Quando o pré-conceito virou crime e o preconceito virou tabu

Vivemos um tempo curioso e, também, perigoso. As pessoas já não discutem ideias, discutem palavras. E, nesse processo, perderam algo essencial: o bom senso.

Estou praticamente desenhando aqui o significado literal de duas palavras semelhantes, mas profundamente diferentes, que, em nome de uma ideologia militante, foram fundidas à força nas últimas décadas, como se significassem a mesma coisa.

Você sabe qual é a diferença entre preconceito e pré-conceito? O preconceito é a intolerância contra aquilo que você não conhece, não analisa e não está disposto a revisar. É julgamento fechado. Hostil. Dogmático.

Já o pré-conceito é um juízo antecipado, provisório, baseado em experiências, informações, contexto e instinto. É humano. É cognitivo. É sobrevivência, inclusive, existem técnicas usadas por policiais baseadas em pré-conceitos para traçar perfis de risco.

Misturar essas duas coisas não foi um erro semântico. Foi um projeto. O mesmo processo foi aplicado a uma terceira palavra: discriminação.

Ao longo do tempo, ela foi deliberadamente criminalizada no discurso público, como se discriminar fosse, por definição, um ato moralmente condenável.

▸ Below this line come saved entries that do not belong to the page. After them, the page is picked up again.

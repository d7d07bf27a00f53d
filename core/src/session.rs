use core::fmt;
use core::time::Duration;

use rand::prelude::*;
use rand::rngs::SmallRng;
use serde::{Deserialize, Serialize};
use web_time::Instant;

use crate::*;

/// Valid transitions:
/// - Playing -> Won
/// - Playing -> Lost
/// - Won/Lost -> Playing, only through [`Session::reset`]
#[derive(Copy, Clone, Debug, Default, PartialEq, Eq, Serialize, Deserialize)]
pub enum SessionState {
    #[default]
    Playing,
    Won,
    Lost,
}

impl SessionState {
    /// Indicates the round has ended and no moves can be made anymore
    pub const fn is_terminal(self) -> bool {
        matches!(self, Self::Won | Self::Lost)
    }
}

/// One round of play over an exclusively owned grid, with score and timing.
///
/// Every mutation goes through the board engine. Once the round is won or lost all moves are ignored until
/// [`reset`](Self::reset) builds a fresh grid.
#[derive(Clone, Debug)]
pub struct Session {
    config: GameConfig,
    rng: SmallRng,
    grid: Grid,
    score: CellCount,
    state: SessionState,
    started_at: Instant,
    ended_at: Option<Instant>,
    first_move_safe: bool,
    has_revealed: bool,
}

impl Session {
    /// Starts a round on a freshly generated board, every later board comes from the same seeded sequence.
    ///
    /// The config is validated again here since its fields are public.
    pub fn new(config: GameConfig, seed: u64) -> Result<Self> {
        let config = GameConfig::new(config.size, config.mines)?;
        let mut rng = SmallRng::seed_from_u64(seed);
        let grid = RandomMinefieldGenerator::new(rng.random(), StartCell::Random).generate(config);
        Ok(Self::with_grid(config, rng, grid))
    }

    pub fn from_entropy(config: GameConfig) -> Result<Self> {
        Self::new(config, SmallRng::from_os_rng().random())
    }

    /// Starts a round on a prepared grid. Later resets generate random boards of the same shape.
    pub fn from_grid(grid: Grid, seed: u64) -> Self {
        let config = GameConfig {
            size: grid.size(),
            mines: grid.mine_count(),
        };
        Self::with_grid(config, SmallRng::seed_from_u64(seed), grid)
    }

    fn with_grid(config: GameConfig, rng: SmallRng, grid: Grid) -> Self {
        Self {
            config,
            rng,
            grid,
            score: 0,
            state: SessionState::Playing,
            started_at: Instant::now(),
            ended_at: None,
            first_move_safe: false,
            has_revealed: false,
        }
    }

    /// When enabled, a first reveal that would hit a mine moves that mine elsewhere instead.
    pub fn with_first_move_safe(mut self, first_move_safe: bool) -> Self {
        self.first_move_safe = first_move_safe;
        self
    }

    pub fn config(&self) -> GameConfig {
        self.config
    }

    pub fn state(&self) -> SessionState {
        self.state
    }

    pub fn is_terminal(&self) -> bool {
        self.state.is_terminal()
    }

    pub fn grid(&self) -> &Grid {
        &self.grid
    }

    pub fn size(&self) -> Coord2 {
        self.grid.size()
    }

    pub fn mine_count(&self) -> CellCount {
        self.grid.mine_count()
    }

    pub fn flag_count(&self) -> CellCount {
        self.grid.flag_count()
    }

    /// How many mines have not been flagged yet
    pub fn mines_left(&self) -> isize {
        (self.grid.mine_count() as isize) - (self.grid.flag_count() as isize)
    }

    /// Safe cells revealed by moves this round
    pub fn score(&self) -> CellCount {
        self.score
    }

    /// Time since the round started, frozen once it ends
    pub fn elapsed(&self) -> Duration {
        self.ended_at
            .unwrap_or_else(Instant::now)
            .duration_since(self.started_at)
    }

    pub fn cell_at(&self, coords: Coord2) -> Result<&Cell> {
        self.grid.cell_at(coords)
    }

    pub fn view_at(&self, coords: Coord2) -> Result<CellView> {
        Ok(self.grid.cell_at(coords)?.view())
    }

    pub fn reveal_cell(&mut self, coords: Coord2) -> Result<RevealOutcome> {
        let coords = self.grid.validate_coords(coords)?;
        if self.is_terminal() {
            log::debug!("Ignoring reveal at {:?}, round already ended", coords);
            return Ok(RevealOutcome::NoChange);
        }

        if !self.has_revealed {
            self.ensure_safe_first_move(coords)?;
        }

        let outcome = board::reveal(&mut self.grid, coords)?;
        if outcome.has_update() {
            self.has_revealed = true;
        }
        self.score += outcome.safe_cells_revealed();

        if outcome == RevealOutcome::Mine {
            board::reveal_all(&mut self.grid);
            self.end_round(SessionState::Lost);
        } else if board::evaluate_win(&self.grid) {
            self.end_round(SessionState::Won);
        }
        Ok(outcome)
    }

    pub fn flag_cell(&mut self, coords: Coord2) -> Result<MarkOutcome> {
        let coords = self.grid.validate_coords(coords)?;
        if self.is_terminal() {
            log::debug!("Ignoring flag at {:?}, round already ended", coords);
            return Ok(MarkOutcome::NoChange);
        }

        let outcome = board::toggle_flag(&mut self.grid, coords)?;
        log::debug!("Flag toggled at {:?}: {:?}", coords, outcome);

        if board::evaluate_win(&self.grid) {
            self.end_round(SessionState::Won);
        }
        Ok(outcome)
    }

    /// Replaces the grid with a newly generated one and clears score, timing and the terminal state.
    pub fn reset(&mut self) -> Result<()> {
        let config = GameConfig::new(self.config.size, self.config.mines)?;
        self.grid = RandomMinefieldGenerator::new(self.rng.random(), StartCell::Random).generate(config);
        self.score = 0;
        self.state = SessionState::Playing;
        self.started_at = Instant::now();
        self.ended_at = None;
        self.has_revealed = false;
        log::debug!("Session reset");
        Ok(())
    }

    fn ensure_safe_first_move(&mut self, coords: Coord2) -> Result<()> {
        if !self.first_move_safe || !self.grid.contains_mine(coords) {
            return Ok(());
        }

        let Ok(config) = GameConfig::new(self.config.size, self.config.mines) else {
            log::warn!("Cannot move the mine away from the first move, board is full");
            return Ok(());
        };

        let flags: Vec<Coord2> = self
            .grid
            .cells()
            .filter(|cell| cell.is_flagged())
            .map(Cell::coords)
            .collect();

        self.grid = RandomMinefieldGenerator::new(self.rng.random(), StartCell::SafeAt(coords)).generate(config);
        for flag in flags {
            board::toggle_flag(&mut self.grid, flag)?;
        }
        log::debug!("First move at {:?} hit a mine, regenerated the board", coords);
        Ok(())
    }

    fn end_round(&mut self, state: SessionState) {
        if self.state.is_terminal() {
            return;
        }

        self.state = state;
        let now = Instant::now();
        self.ended_at.replace(now);
        log::debug!(
            "Round ended {:?} with score {} after {:?}",
            state,
            self.score,
            self.elapsed()
        );
    }
}

impl fmt::Display for Session {
    fn fmt(&self, f: &mut fmt::Formatter<'_>) -> fmt::Result {
        writeln!(
            f,
            "{:?} score: {} mines left: {}",
            self.state,
            self.score,
            self.mines_left()
        )?;
        write!(f, "{}", self.grid)
    }
}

Mas discriminar, no seu sentido original, significa apenas distinguir, separar, escolher. Você discrimina quando prefere rock a funk. Quando escolhe um restaurante e descarta outro.

Quando define com quem convive ou com quem não convive. Nada disso carrega ódio, ressentimento ou opressão. Criminalizar a discriminação é criminalizar o discernimento.

E, quando preconceito, pré-conceito e discriminação são fundidos artificialmente como se fossem a mesma coisa, o objetivo não é justiça, é controle do pensamento. Vamos a exemplos simples.

Primeira cena

Um homem negro entra em uma loja. Um funcionário, sem qualquer comportamento suspeito, passa a segui-lo apenas por sua aparência. Isso é preconceito, algo realmente execrável e desprezível.

Segunda cena

Um transeunte caminha sozinho por uma rua escura e deserta, de madrugada. Avista um homem alto, de capuz e boné, vindo em sua direção. O homem é negro. O transeunte sabe, pelas notícias e pela própria vizinhança, que aquele local é conhecido por assaltos frequentes. Ele atravessa a rua. Observa. Protege-se. Isso é pré-conceito, zelando pela própria segurança.

Até aqui, tudo claro. Agora vem a parte que costuma causar curto-circuito moral.

Terceira cena

Um homem branco entra em uma loja vestindo boné, tênis da moda, camiseta larga e corrente no pescoço. Um funcionário o observa com atenção redobrada. Muitos correrão para gritar: “Preconceito!”

Mas é aqui que o debate precisa amadurecer. A indumentária também comunica, e muito. Não por essência moral, mas por histórico antropológico cultural. Certos estilos de vestimenta já estiveram associados, ao longo do tempo, a ambientes de marginalidade, anonimato ou pertencimento grupal antes de serem absorvidos pela moda popular.

Hoje, claro, muita gurizada de bem usa esse estilo apenas por estética. O significado mudou. Mas o histórico permanece, e ele ainda influencia leituras de cenário, gostemos disso ou não. Isso não é julgamento moral. É leitura contextual.

Quarta cena

O mesmo homem branco, com o mesmo estilo, caminha naquela mesma rua escura e perigosa, na mesma madrugada. O transeunte pensa: “É branco, então não há risco”. Continua na mesma calçada. Minutos depois, é assaltado. Resultado: isso não é virtude. É imprudência. Para ser direto: burrice.

Porque aqui está a verdade inconveniente que a militância odeia admitir: bandido não tem cor. Perigo não se anuncia por identidade. E contexto não é discriminação.

Boné, capuz e roupas largas não são crimes, mas ajudam a ocultar o rosto, dificultam reconhecimento e entram, sim, na leitura de risco, ou seja, dependendo do ambiente, é prudente aplicar o pré-conceito contextual, não o preconceito moral.

Quando você proíbe qualquer forma de pré-conceito, você não elimina o preconceito. Você apenas proíbe o raciocínio lógico.

E quando pensar vira risco, as pessoas não ficam mais éticas. Ficam mais silenciosas, mais falsas, e muito menos seguras.

O mundo não ficou mais justo porque abolimos o pré-conceito. Ficou apenas mais confuso, mais performático e perigosamente desconectado da realidade.

Num mundo ideal, a sociedade deve abolir o preconceito. Mas jamais pode abrir mão do pré-conceito. Porque confiança se constrói. Segurança se preserva. E lucidez não se impõe, se exerce.